JDV, of course I trust your knowledge, but you keep making the wrong point (IMHO) about short selling. I also followed Chrismaths logic and see that both of you are making the same mistake. No one is saying there is a free lunch in America, that’s obvious. No one is saying there is no risk in stock investing, long or short. That’s obvious too. All that I am saying is that when you short a stock as an individual investor, you absolutely pay nothing (one more time NOTHING) other than your normal brokerage fees. Try this. Take out a $100k and open a margin account with any broker. Go on and short your most hated stock, and get proceeds of (lets say) $100k. Guess how much money you have in your account? Yes, you will have $200k. How much money did you invest? $100k. How much commissions did you pay? I dunno, lets say $10. Where is the extra $100k located? They are in your account. They don’t go anywhere. They always remain there, but you don’t get any interest on them, although some brokers actually pay you some little interest if that would make it any better for you. I respect your opinions, but you are wrong on interpreting how short selling works.

*shakes head ruefully*

christmaths, a better approach is to give a convincing argument, or rebut what has been argued.

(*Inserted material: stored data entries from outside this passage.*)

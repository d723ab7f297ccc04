//! External collaborator interfaces: search, model, and tool transport.
//!
//! The pipeline only ever talks to the outside world through these three
//! traits, so tests can swap in in-memory fakes. [`http::HttpBackend`] is
//! the production implementation, created via [`create_backends`] from
//! configuration.

pub mod http;

use anyhow::Result;
use async_trait::async_trait;
use serde_json::{Map, Value};
use std::sync::Arc;

use crate::config::BackendConfig;
use crate::types::{ChatMessage, IndexSchema, IntentResponse, ToolDescriptor};

/// Full-text tool discovery and schema lookup.
#[async_trait]
pub trait SearchBackend: Send + Sync {
    /// Search the tool index for capabilities matching `query`.
    async fn search(&self, query: &str) -> Result<Vec<ToolDescriptor>>;

    /// Fetch the search-index schema, or `None` when the backend has none.
    async fn fetch_schema(&self) -> Result<Option<IndexSchema>>;
}

/// The language-model backend, consumed as a single operation.
#[async_trait]
pub trait ModelBackend: Send + Sync {
    /// Send the user's text plus context and get the model's reply, which
    /// may carry native structured function calls.
    async fn resolve_intent(
        &self,
        system_prompt: &str,
        user_text: &str,
        prior_messages: &[ChatMessage],
        session_id: &str,
    ) -> Result<IntentResponse>;
}

/// Raw HTTP reply from a tool endpoint, before envelope normalization.
#[derive(Debug, Clone)]
pub struct ToolReply {
    pub status: u16,
    pub body: Value,
}

impl ToolReply {
    pub fn is_success(&self) -> bool {
        (200..300).contains(&self.status)
    }
}

/// Executes one tool call against its endpoint.
///
/// Implementations return `Ok` for any HTTP response (the invoker turns
/// non-2xx statuses into error results) and `Err` only for transport
/// failures that never produced a response.
#[async_trait]
pub trait ToolTransport: Send + Sync {
    async fn invoke(
        &self,
        tool: &ToolDescriptor,
        params: &Map<String, Value>,
    ) -> Result<ToolReply>;
}

/// Create the production HTTP backend from config. The one returned value
/// implements all three collaborator traits.
pub fn create_backends(config: &BackendConfig) -> Result<Arc<http::HttpBackend>> {
    Ok(Arc::new(http::HttpBackend::new(config)?))
}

You should receive the difference (or a good percentage of it) between the risk free on the 100k and the cost to borrow the security. Think about it, the firm is taking in 100k on your risk. They then earn whatever the risk free is on this 100k and leave you with the principal. The best part is that the bank has no risk because you own them the stock whether it goes up or down. The bottom line is that you should be able to do whatever you want with the proceeds of the sale of the stock. You borrowed STOCK from the bank not cash and, as such, you should only pay the bank what is the going rate for loaning that stock (which is probably less than the risk free rate for the majority of stocks).